Pas de problème ! Il va interdire les paradis fiscaux, taxer les marchés financiers, mettre la finance au service de l’homme, et… Ah non, pardon, il s’apprête à poursuivre, voire à renforcer, la rigueur.
Because There Is No Alternative.
Et certains de mes contradicteurs s’étranglent.
Je ne m’orgueuillis pas de la justesse de cette prédiction, car encore une fois, le contraire était plus qu’improbable.
J’en veux pour preuve que la conjonction DES CRISES, n’a pas fait dévier la réflexion de nos dirigeants mainstream d’un iota. J’aurais pu adhérer à la prédiction suivante, mais force est de constater qu’elle ne s’est pas matérialisée.

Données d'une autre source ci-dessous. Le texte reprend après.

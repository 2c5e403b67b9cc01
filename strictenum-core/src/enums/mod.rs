//! Enum discovery for strict enum checking.
//!
//! Go has no sum types; an "enum" is a named type plus a group of constants
//! typed with it. Discovery runs over the whole unit before any use site is
//! judged, so declaration order never changes the outcome.
//!
//! # Architecture
//!
//! ```text
//! ┌─────────────────────┐     ┌─────────────────────┐
//! │ type_catalog.rs     │     │ enum_registry.rs    │
//! │  ─────────────────  │────▶│  ─────────────────  │
//! │  Collect declared   │     │  Attach typed const │
//! │  named types        │     │  names to types     │
//! └─────────────────────┘     └─────────────────────┘
//! ```
//!
//! # Example
//!
//! ```ignore
//! use strictenum_core::enums::{EnumRegistry, TypeCatalog};
//!
//! let catalog = TypeCatalog::build(&unit);
//! let registry = EnumRegistry::discover(&unit, &catalog);
//!
//! if let Some(values) = registry.members("Status") {
//!     println!("Status has {} values", values.len());
//! }
//! ```

pub mod enum_registry;
pub mod type_catalog;

pub use enum_registry::EnumRegistry;
pub use type_catalog::TypeCatalog;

La seule question qui m’intéresse, c’est pourquoi ?
Qu’est-ce qui fait que des gens intelligents, cultivés, informés, motivés, militants, se mettent à croire à des choses parfaitement improbables ?
Mme. Sknob proposait la métaphore suivante hier : c’est comme penser que ton petit ami qui te bat depuis des années va arrêter de te battre si tu l’épouses.

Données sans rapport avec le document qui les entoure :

//! Typed error handling for strictenum.
//!
//! Provides structured errors that hosts can match on, with full context
//! about which unit failed to load and where.

use std::path::PathBuf;
use thiserror::Error;

/// Main error type for strictenum operations.
///
/// Violations found by the checker are never errors; they are reported as
/// diagnostics. Errors here are load-time failures that abort a whole unit.
#[derive(Error, Debug)]
pub enum StrictEnumError {
    /// I/O error when reading source files
    #[error("I/O error at {path}: {message}")]
    Io {
        path: PathBuf,
        message: String,
        #[source]
        source: Option<std::io::Error>,
    },

    /// Syntax error in a Go source file
    #[error("Parse error in {path}: {message}")]
    Parse {
        path: PathBuf,
        message: String,
        /// Line number (1-indexed) if available
        line: Option<usize>,
        /// Column number (1-indexed) if available
        column: Option<usize>,
    },

    /// The Go grammar could not be loaded into the parser
    #[error("Language error: {message}")]
    Language { message: String },

    /// Checker settings payload could not be decoded
    #[error("Settings error: {message}")]
    Settings { message: String },

    /// A unit was requested with no files in it
    #[error("Empty unit: {message}")]
    EmptyUnit { message: String },

    /// No analyzer plugin registered under the requested name
    #[error("Unknown plugin: {name}")]
    UnknownPlugin { name: String },
}

impl StrictEnumError {
    /// Create an I/O error with path context.
    pub fn io(path: impl Into<PathBuf>, err: std::io::Error) -> Self {
        Self::Io {
            path: path.into(),
            message: err.to_string(),
            source: Some(err),
        }
    }

    /// Create a parse error without location.
    pub fn parse(path: impl Into<PathBuf>, message: impl Into<String>) -> Self {
        Self::Parse {
            path: path.into(),
            message: message.into(),
            line: None,
            column: None,
        }
    }

    /// Create a parse error with line/column info.
    pub fn parse_at(
        path: impl Into<PathBuf>,
        message: impl Into<String>,
        line: usize,
        column: usize,
    ) -> Self {
        Self::Parse {
            path: path.into(),
            message: message.into(),
            line: Some(line),
            column: Some(column),
        }
    }

    /// Create a language setup error.
    pub fn language(message: impl Into<String>) -> Self {
        Self::Language {
            message: message.into(),
        }
    }

    /// Create a settings decoding error.
    pub fn settings(message: impl Into<String>) -> Self {
        Self::Settings {
            message: message.into(),
        }
    }

    /// Check if analysis of other units can continue after this error.
    ///
    /// A unit that fails to load is skipped; a broken grammar or bad
    /// settings affect every unit.
    pub fn is_recoverable(&self) -> bool {
        matches!(
            self,
            Self::Io { .. } | Self::Parse { .. } | Self::EmptyUnit { .. }
        )
    }

    /// Get the path associated with this error, if any.
    pub fn path(&self) -> Option<&PathBuf> {
        match self {
            Self::Io { path, .. } => Some(path),
            Self::Parse { path, .. } => Some(path),
            _ => None,
        }
    }
}

/// Convenience type alias for strictenum results.
pub type StrictEnumResult<T> = Result<T, StrictEnumError>;

/// Extension trait for converting std::io::Error with path context.
pub trait IoResultExt<T> {
    /// Add path context to an I/O error.
    fn with_path(self, path: impl Into<PathBuf>) -> StrictEnumResult<T>;
}

impl<T> IoResultExt<T> for std::io::Result<T> {
    fn with_path(self, path: impl Into<PathBuf>) -> StrictEnumResult<T> {
        self.map_err(|e| StrictEnumError::io(path, e))
    }
}

#[cfg(test)]
mod tests {
    use super::*;

    #[test]
    fn test_io_error() {
        let err = StrictEnumError::io(
            PathBuf::from("/pkg/status.go"),
            std::io::Error::new(std::io::ErrorKind::NotFound, "file not found"),
        );
        assert!(matches!(err, StrictEnumError::Io { .. }));
        assert_eq!(err.path(), Some(&PathBuf::from("/pkg/status.go")));
        assert!(err.to_string().contains("/pkg/status.go"));
    }

    #[test]
    fn test_parse_error_with_location() {
        let err = StrictEnumError::parse_at("/pkg/color.go", "syntax error", 10, 5);
        if let StrictEnumError::Parse { line, column, .. } = &err {
            assert_eq!(*line, Some(10));
            assert_eq!(*column, Some(5));
        } else {
            panic!("Expected Parse error");
        }
    }

    #[test]
    fn test_is_recoverable() {
        assert!(StrictEnumError::parse("/x.go", "error").is_recoverable());
        assert!(!StrictEnumError::language("abi mismatch").is_recoverable());
        assert!(!StrictEnumError::settings("not a map").is_recoverable());
    }

    #[test]
    fn test_io_result_ext() {
        let result: std::io::Result<()> =
            Err(std::io::Error::new(std::io::ErrorKind::NotFound, "missing"));
        let converted = result.with_path("/missing/file.go");
        assert!(matches!(converted, Err(StrictEnumError::Io { .. })));
    }
}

Moi je me l’explique de la manière suivante :
Les hommes ne sont pas des êtres rationnels. Ce sont des êtres rationalisateurs. Ils sont gouvernés par leurs pulsions, par leur inconscient, et ils rationalisent leurs actes après-coup. Littéralement.
Ils se distinguent d’autres espèces par la capacité à se raconter des histoires, pour le meilleur, lorsque cette faculté leur permet d’imaginer des choses belles ou utiles qui n’existent pas encore et auxquelles ils peuvent donner corps, et pour le pire.
En outre, ils sont de nature profondément conservatrice, ce qui d’un point de vue darwinien, se comprend aisément. Ils redoutent le changement, par nature dangereux et donc anxiogène. Ils privilégient ainsi leur salut à court terme en faisant fi des dangers bien plus importants qui les guettent pourtant.
Peu importe que les seuls individus qui ont fait avancer (ou reculer mais en tout cas bouger) l’humanité sont les conteurs courageux. Sans eux, nous en serions encore à cueillir des baies à poil dans la forêt. Ce ne serait pas plus mal me diront certains. Ça se défend, mais je suis ambivalent, car je suis reconnaissant de vivre dans un monde qui me permet d’écouter Bach, Satie, Weill, Rota, les Beatles ou Gainsbourg sur mon Zipade…
Toujours est-il que les conteurs courageux sont rares, ne sont suivis qu’à contre cœur ou s’il y a de la thune à se faire, et que la majorité de la population se satisfait de la Pensée magique : ne faisons rien, et tout ira mieux.